L’un d’entre eux est Aron Lehmann dont le premier film Kohlhaas est absolument génial, ça n’est rien d’autre que le meilleur film allemand de ces dix dernières années. Il y a aussi Jakob Lass dont le film à micro-budget Love Steaks a remporté pas mal de prix et dont l’énergie brute me rend presque jaloux. Je citerais aussi Axel Ranisch qui a beaucoup recours à l’improvisation, sans budget mais avec un cœur incroyable. Je pense aussi à Sven Taddicken, qui a fait Getting my brother laid en 2001, un premier film à couper le souffle, avant d’être quelque peu aspiré par ce que l’Allemagne attend d’un réalisateur divertissant (il fait une petite apparition dans la scène 12 de Kreuzweg). Tout d’un coup, il a semblé possible de faire des films qui comptent pour les gens, qui peuvent parler du temps qui passe ou qui peuvent être drôles sans être idiots, des films qui peuvent s’adresser au public sans les insulter. Comme vous le voyez je deviens un peu émotif, je pourrais continuer des heures. Ce que j’ai fait : j’ai invité ces gens dans ma cuisine pour former un groupe et on est devenu amis. On partage un même état d’esprit, sans compétition, on a un sens commun de l’absurdité, on se caste les uns les autres pour des petits rôles et tout ça c’est super.
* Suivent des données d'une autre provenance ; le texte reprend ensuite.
use std::fs;
use std::path::{Path, PathBuf};
use std::process::{Command, Output};

use anyhow::{Context, Result};
use serde::Deserialize;
use serde_json::{json, Value};
use tempfile::tempdir;

#[derive(Debug, Deserialize)]
struct RunReport {
    module: String,
    results: Vec<CallResult>,
    events: Vec<String>,
    coverage: std::collections::BTreeMap<String, u64>,
}

#[derive(Debug, Deserialize)]
struct CallResult {
    function: String,
    id: u32,
    result: Value,
}

fn fixture(name: &str) -> PathBuf {
    PathBuf::from(env!("CARGO_MANIFEST_DIR"))
        .join("tests")
        .join("fixtures")
        .join(name)
}

fn run(args: &[&str]) -> Result<Output> {
    Command::new(env!("CARGO_BIN_EXE_aurora_engine"))
        .args(args)
        .output()
        .context("executing aurora_engine")
}

fn path_str(path: &Path) -> Result<&str> {
    path.to_str().context("path is not valid UTF-8")
}

fn assert_success(output: &Output) {
    if !output.status.success() {
        let mut transcript = String::from_utf8_lossy(&output.stdout).to_string();
        transcript.push_str(&String::from_utf8_lossy(&output.stderr));
        panic!(
            "aurora_engine exited with {:?}: {}",
            output.status, transcript
        );
    }
}

#[test]
fn forest_call_script_report() -> Result<()> {
    let temp_dir = tempdir().context("creating temporary directory for the report")?;
    let report_path = temp_dir.path().join("forest_report.json");
    let module = fixture("forest.json");
    let calls = fixture("forest_calls.json");

    let output = run(&[
        "--module",
        path_str(&module)?,
        "--calls",
        path_str(&calls)?,
        "--report-json",
        path_str(&report_path)?,
        "--seed",
        "42",
    ])?;
    assert_success(&output);
    let stdout = String::from_utf8_lossy(&output.stdout);
    assert!(stdout.contains("Loaded module Whispering Forest (2 areas, 7 objects)"));
    assert!(stdout.contains("Saved call report to"));

    let raw = fs::read_to_string(&report_path).context("reading call report")?;
    let report: RunReport = serde_json::from_str(&raw).context("parsing call report")?;
    assert_eq!(report.module, "Whispering Forest");

    let results: Vec<(&str, &Value)> = report
        .results
        .iter()
        .map(|result| (result.function.as_str(), &result.result))
        .collect();
    let expected = [
        ("GetNearestObject", json!({ "object": "B" })),
        ("GetTag", json!({ "string": "B" })),
        ("GetNearestObject", json!({ "object": "D" })),
        ("GetNearestObjectByTag", json!({ "object": "OBJECT_INVALID" })),
        ("GetLocalInt", json!({ "int": 12 })),
        ("SetLocalString", json!("void")),
        ("GetLocalString", json!({ "string": "Aribeth" })),
        ("BeginConversation", json!({ "int": 1 })),
        ("GetPCSpeaker", json!({ "object": "A" })),
        ("#99999", json!("void")),
        ("GetNearestCreature", json!({ "object": "OBJECT_INVALID" })),
        ("GetIsObjectValid", json!({ "int": 0 })),
        ("GetPCSpeaker", json!({ "object": "OBJECT_INVALID" })),
    ];
    assert_eq!(results.len(), expected.len() + 1);
    for (index, (function, value)) in expected.iter().enumerate() {
        assert_eq!(results[index].0, *function, "call {}", index + 1);
        assert_eq!(results[index].1, value, "call {} ({function})", index + 1);
    }

    let dice = &report.results[expected.len()];
    assert_eq!(dice.function, "d6");
    assert_eq!(dice.id, 98);
    let roll = dice.result["int"].as_i64().context("d6 returns an int")?;
    assert!((3..=18).contains(&roll), "3d6 rolled {roll}");

    assert_eq!(
        report.events,
        vec![
            "conversation.begin b_dialog B -> A".to_string(),
            "conversation.end b_dialog".to_string(),
            "object.destroy B".to_string(),
        ]
    );
    assert_eq!(report.coverage.get("GetNearestObject"), Some(&2));
    assert_eq!(report.coverage.get("GetPCSpeaker"), Some(&2));
    assert_eq!(report.coverage.get("#99999"), Some(&1));
    Ok(())
}

#[test]
fn same_seed_rolls_the_same_dice() -> Result<()> {
    let temp_dir = tempdir().context("creating temporary directory for dice scripts")?;
    let calls_path = temp_dir.path().join("dice.json");
    let steps: Vec<Value> = (0..10)
        .map(|_| json!({ "function": "d100", "args": [ { "int": 2 } ] }))
        .collect();
    fs::write(&calls_path, json!({ "steps": steps }).to_string())
        .context("writing dice call script")?;
    let module = fixture("forest.json");

    let mut rolls = Vec::new();
    for name in ["first.json", "second.json"] {
        let report_path = temp_dir.path().join(name);
        let output = run(&[
            "--module",
            path_str(&module)?,
            "--calls",
            path_str(&calls_path)?,
            "--report-json",
            path_str(&report_path)?,
            "--seed",
            "7",
        ])?;
        assert_success(&output);
        let raw = fs::read_to_string(&report_path).context("reading dice report")?;
        let report: RunReport = serde_json::from_str(&raw).context("parsing dice report")?;
        let values: Vec<Value> = report.results.into_iter().map(|r| r.result).collect();
        rolls.push(values);
    }
    assert_eq!(rolls[0], rolls[1]);
    Ok(())
}

#[test]
fn list_functions_marks_unimplemented_entries() -> Result<()> {
    let output = run(&["--list-functions"])?;
    assert_success(&output);
    let stdout = String::from_utf8_lossy(&output.stdout);
    assert!(stdout.contains(" 227 object GetNearestObject(int, object, int)"));
    assert!(stdout.contains("  38 object GetNearestCreature("));
    assert!(stdout
        .lines()
        .any(|line| line.contains("GetNearestCreature") && line.ends_with("[unimplemented]")));
    assert!(!stdout
        .lines()
        .any(|line| line.contains("GetTag") && line.ends_with("[unimplemented]")));
    Ok(())
}

#[test]
fn unknown_tags_fail_the_run() -> Result<()> {
    let temp_dir = tempdir().context("creating temporary directory for the call script")?;
    let calls_path = temp_dir.path().join("broken.json");
    fs::write(
        &calls_path,
        r#"{ "caller": "nobody", "steps": [ { "function": "GetTag" } ] }"#,
    )
    .context("writing broken call script")?;
    let module = fixture("forest.json");

    let output = run(&[
        "--module",
        path_str(&module)?,
        "--calls",
        path_str(&calls_path)?,
    ])?;
    assert!(!output.status.success());
    let stderr = String::from_utf8_lossy(&output.stderr);
    assert!(stderr.contains("no object tagged \"nobody\""), "{stderr}");
    Ok(())
}

#[test]
fn module_is_required_to_run_calls() -> Result<()> {
    let output = run(&["--calls", "forest_calls.json"])?;
    assert!(!output.status.success());
    Ok(())
}
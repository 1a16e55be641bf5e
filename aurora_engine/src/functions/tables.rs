//! Pointer, signature and default tables for the engine functions.
//!
//! Ids follow the script compiler's numbering. A `None` pointer keeps the
//! function callable; calls fall through to the unimplemented handler.

use aurora_script::{
    DefaultValue, FunctionDefaults, FunctionPointer, FunctionSignature, ObjectHandle, Type,
    OBJECT_TYPE_ALL,
};

use super::{action, conversation, creature, math, module, object};
use crate::game::Game;

const FALSE: DefaultValue = DefaultValue::Int(0);
const OBJECT_SELF: DefaultValue = DefaultValue::Object(ObjectHandle::SELF);
const OBJECT_INVALID: DefaultValue = DefaultValue::Object(ObjectHandle::INVALID);

const fn pointer(
    id: u32,
    name: &'static str,
    func: Option<fn(&mut Game, &mut aurora_script::FunctionContext)>,
) -> FunctionPointer<Game> {
    FunctionPointer { id, name, func }
}

const fn signature(id: u32, return_type: Type, parameters: &'static [Type]) -> FunctionSignature {
    FunctionSignature {
        id,
        return_type,
        parameters,
    }
}

const fn defaults(id: u32, defaults: &'static [DefaultValue]) -> FunctionDefaults {
    FunctionDefaults { id, defaults }
}

pub(super) static FUNCTION_POINTERS: &[FunctionPointer<Game>] = &[
    pointer(0, "Random", Some(math::random)),
    pointer(1, "PrintString", None),
    pointer(24, "GetArea", None),
    pointer(25, "GetEnteringObject", Some(object::get_entering_object)),
    pointer(26, "GetExitingObject", Some(object::get_exiting_object)),
    pointer(27, "GetPosition", None),
    pointer(38, "GetNearestCreature", None),
    pointer(41, "GetDistanceToObject", None),
    pointer(42, "GetIsObjectValid", Some(object::get_is_object_valid)),
    pointer(51, "GetLocalInt", Some(object::get_local_int)),
    pointer(52, "GetLocalFloat", Some(object::get_local_float)),
    pointer(53, "GetLocalString", Some(object::get_local_string)),
    pointer(54, "GetLocalObject", Some(object::get_local_object)),
    pointer(55, "SetLocalInt", Some(object::set_local_int)),
    pointer(56, "SetLocalFloat", Some(object::set_local_float)),
    pointer(57, "SetLocalString", Some(object::set_local_string)),
    pointer(58, "SetLocalObject", Some(object::set_local_object)),
    pointer(67, "fabs", Some(math::fabs)),
    pointer(68, "cos", Some(math::cos)),
    pointer(69, "sin", Some(math::sin)),
    pointer(70, "tan", Some(math::tan)),
    pointer(71, "acos", Some(math::acos)),
    pointer(72, "asin", Some(math::asin)),
    pointer(73, "atan", Some(math::atan)),
    pointer(74, "log", Some(math::log)),
    pointer(75, "pow", Some(math::pow)),
    pointer(76, "sqrt", Some(math::sqrt)),
    pointer(77, "abs", Some(math::abs)),
    pointer(95, "d2", Some(math::d2)),
    pointer(96, "d3", Some(math::d3)),
    pointer(97, "d4", Some(math::d4)),
    pointer(98, "d6", Some(math::d6)),
    pointer(99, "d8", Some(math::d8)),
    pointer(100, "d10", Some(math::d10)),
    pointer(101, "d12", Some(math::d12)),
    pointer(102, "d20", Some(math::d20)),
    pointer(103, "d100", Some(math::d100)),
    pointer(139, "GetAbilityScore", Some(creature::get_ability_score)),
    pointer(168, "GetTag", Some(object::get_tag)),
    pointer(217, "GetIsPC", Some(object::get_is_pc)),
    pointer(227, "GetNearestObject", Some(object::get_nearest_object)),
    pointer(229, "GetNearestObjectByTag", Some(object::get_nearest_object_by_tag)),
    pointer(230, "IntToFloat", Some(math::int_to_float)),
    pointer(231, "FloatToInt", Some(math::float_to_int)),
    pointer(238, "GetPCSpeaker", Some(conversation::get_pc_speaker)),
    pointer(242, "GetModule", Some(module::get_module)),
    pointer(255, "BeginConversation", Some(conversation::begin_conversation)),
    pointer(294, "ActionDoCommand", Some(action::action_do_command)),
    pointer(
        417,
        "SpeakOneLinerConversation",
        Some(conversation::speak_one_liner_conversation),
    ),
];

pub(super) static FUNCTION_SIGNATURES: &[FunctionSignature] = &[
    signature(0, Type::Int, &[Type::Int]),
    signature(1, Type::Void, &[Type::String]),
    signature(24, Type::Object, &[Type::Object]),
    signature(25, Type::Object, &[]),
    signature(26, Type::Object, &[]),
    signature(27, Type::Vector, &[Type::Object]),
    signature(
        38,
        Type::Object,
        &[
            Type::Int,
            Type::Int,
            Type::Object,
            Type::Int,
            Type::Int,
            Type::Int,
            Type::Int,
            Type::Int,
        ],
    ),
    signature(41, Type::Float, &[Type::Object]),
    signature(42, Type::Int, &[Type::Object]),
    signature(51, Type::Int, &[Type::Object, Type::String]),
    signature(52, Type::Float, &[Type::Object, Type::String]),
    signature(53, Type::String, &[Type::Object, Type::String]),
    signature(54, Type::Object, &[Type::Object, Type::String]),
    signature(55, Type::Void, &[Type::Object, Type::String, Type::Int]),
    signature(56, Type::Void, &[Type::Object, Type::String, Type::Float]),
    signature(57, Type::Void, &[Type::Object, Type::String, Type::String]),
    signature(58, Type::Void, &[Type::Object, Type::String, Type::Object]),
    signature(67, Type::Float, &[Type::Float]),
    signature(68, Type::Float, &[Type::Float]),
    signature(69, Type::Float, &[Type::Float]),
    signature(70, Type::Float, &[Type::Float]),
    signature(71, Type::Float, &[Type::Float]),
    signature(72, Type::Float, &[Type::Float]),
    signature(73, Type::Float, &[Type::Float]),
    signature(74, Type::Float, &[Type::Float]),
    signature(75, Type::Float, &[Type::Float, Type::Float]),
    signature(76, Type::Float, &[Type::Float]),
    signature(77, Type::Int, &[Type::Int]),
    signature(95, Type::Int, &[Type::Int]),
    signature(96, Type::Int, &[Type::Int]),
    signature(97, Type::Int, &[Type::Int]),
    signature(98, Type::Int, &[Type::Int]),
    signature(99, Type::Int, &[Type::Int]),
    signature(100, Type::Int, &[Type::Int]),
    signature(101, Type::Int, &[Type::Int]),
    signature(102, Type::Int, &[Type::Int]),
    signature(103, Type::Int, &[Type::Int]),
    signature(139, Type::Int, &[Type::Object, Type::Int, Type::Int]),
    signature(168, Type::String, &[Type::Object]),
    signature(217, Type::Int, &[Type::Object]),
    signature(227, Type::Object, &[Type::Int, Type::Object, Type::Int]),
    signature(229, Type::Object, &[Type::String, Type::Object, Type::Int]),
    signature(230, Type::Float, &[Type::Int]),
    signature(231, Type::Int, &[Type::Float]),
    signature(238, Type::Object, &[]),
    signature(242, Type::Object, &[]),
    signature(255, Type::Int, &[Type::String, Type::Object]),
    signature(294, Type::Void, &[Type::ScriptState]),
    signature(417, Type::Void, &[Type::String, Type::Object]),
];

pub(super) static FUNCTION_DEFAULTS: &[FunctionDefaults] = &[
    defaults(
        38,
        &[
            OBJECT_SELF,
            DefaultValue::Int(1),
            DefaultValue::Int(-1),
            DefaultValue::Int(-1),
            DefaultValue::Int(-1),
            DefaultValue::Int(-1),
        ],
    ),
    defaults(95, &[DefaultValue::Int(1)]),
    defaults(96, &[DefaultValue::Int(1)]),
    defaults(97, &[DefaultValue::Int(1)]),
    defaults(98, &[DefaultValue::Int(1)]),
    defaults(99, &[DefaultValue::Int(1)]),
    defaults(100, &[DefaultValue::Int(1)]),
    defaults(101, &[DefaultValue::Int(1)]),
    defaults(102, &[DefaultValue::Int(1)]),
    defaults(103, &[DefaultValue::Int(1)]),
    defaults(139, &[FALSE]),
    defaults(
        227,
        &[
            DefaultValue::Int(OBJECT_TYPE_ALL),
            OBJECT_SELF,
            DefaultValue::Int(1),
        ],
    ),
    defaults(229, &[OBJECT_SELF, DefaultValue::Int(1)]),
    defaults(255, &[DefaultValue::String(""), OBJECT_INVALID]),
    defaults(417, &[DefaultValue::String(""), OBJECT_INVALID]),
];
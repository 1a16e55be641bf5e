//! Nearest-object queries scoped to the reference object's area.
//!
//! Each query runs one pass over a fresh cursor. Candidates are ordered by
//! distance with a stable sort, so objects at equal distance keep the
//! container's enumeration order.

use crate::object::{ObjectContainer, ObjectHandle, ScriptObject};
use crate::resolver::to_object;

/// The `nth` nearest object (1-based) whose type is set in `type_mask`.
pub fn find_nearest<C>(
    container: &C,
    type_mask: u32,
    reference: ObjectHandle,
    nth: i32,
) -> Option<ObjectHandle>
where
    C: ObjectContainer + ?Sized,
{
    let target = to_object(container.resolve(reference))?;
    let search = container.find_objects();
    nearest_in(target, search, nth, |object| {
        object.object_type().matches_mask(type_mask)
    })
}

/// The `nth` nearest object (1-based) carrying exactly `tag`.
pub fn find_nearest_by_tag<C>(
    container: &C,
    tag: &str,
    reference: ObjectHandle,
    nth: i32,
) -> Option<ObjectHandle>
where
    C: ObjectContainer + ?Sized,
{
    if tag.is_empty() {
        return None;
    }
    let target = to_object(container.resolve(reference))?;
    let search = container.find_objects_by_tag(tag);
    nearest_in(target, search, nth, |_| true)
}

fn nearest_in<'a, I, F>(
    target: &ScriptObject,
    search: I,
    nth: i32,
    accept: F,
) -> Option<ObjectHandle>
where
    I: Iterator<Item = &'a ScriptObject>,
    F: Fn(&ScriptObject) -> bool,
{
    let mut objects: Vec<(f32, ObjectHandle)> = search
        .filter(|candidate| is_neighbour(target, *candidate))
        .filter(|candidate| accept(*candidate))
        .map(|candidate| (target.distance_to(candidate), candidate.handle()))
        .collect();
    objects.sort_by(|a, b| a.0.total_cmp(&b.0));

    let offset = usize::try_from(nth.saturating_sub(1)).unwrap_or(0);
    objects.get(offset).map(|(_, handle)| *handle)
}

/// Another in-world object sharing the target's area with a searchable type.
fn is_neighbour(target: &ScriptObject, candidate: &ScriptObject) -> bool {
    let Some(candidate) = to_object(Some(candidate)) else {
        return false;
    };
    if candidate.handle() == target.handle() || candidate.area() != target.area() {
        return false;
    }
    candidate.object_type().mask_bit().is_some()
}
FDC : Pensez-vous, vous aussi, que The Look de Roxette est une chanson satanique ?
Mais bien sûr ! Tout ce truc autour de la musique dite satanique est évidemment très drôle, mais il y a un fond de vérité. Dire qu’un certain type de musique est satanique, c’est simplement une façon de reconnaître que la musique a un pouvoir sur notre esprit, sur notre âme. L’amour et le sexe peuvent être des forces destructrices, n’importe quel juge ou policier vous le confirmera (tout comme deux millénaires de poésie). Et le sexe, les drogues et le rock’n’roll, ce n’est pas une combinaison trouvée par hasard. Bien sûr que The Look est une gentille chanson inoffensive comme vous pouvez en entendre à la radio, mais elle a cette vertu dangereuse qui en a fait un tube mondial. Ça vous fait sentir jeune et fou et fort et vivant ! Se concentrer sur cet aspect jusqu’à ce que cela devienne disproportionné, c’est ce que fait Maria dans le film. Pour elle, elle a totalement raison. Pour ses camarades de classe, c’est juste ridicule. Voilà la beauté, la comédie et la tragédie.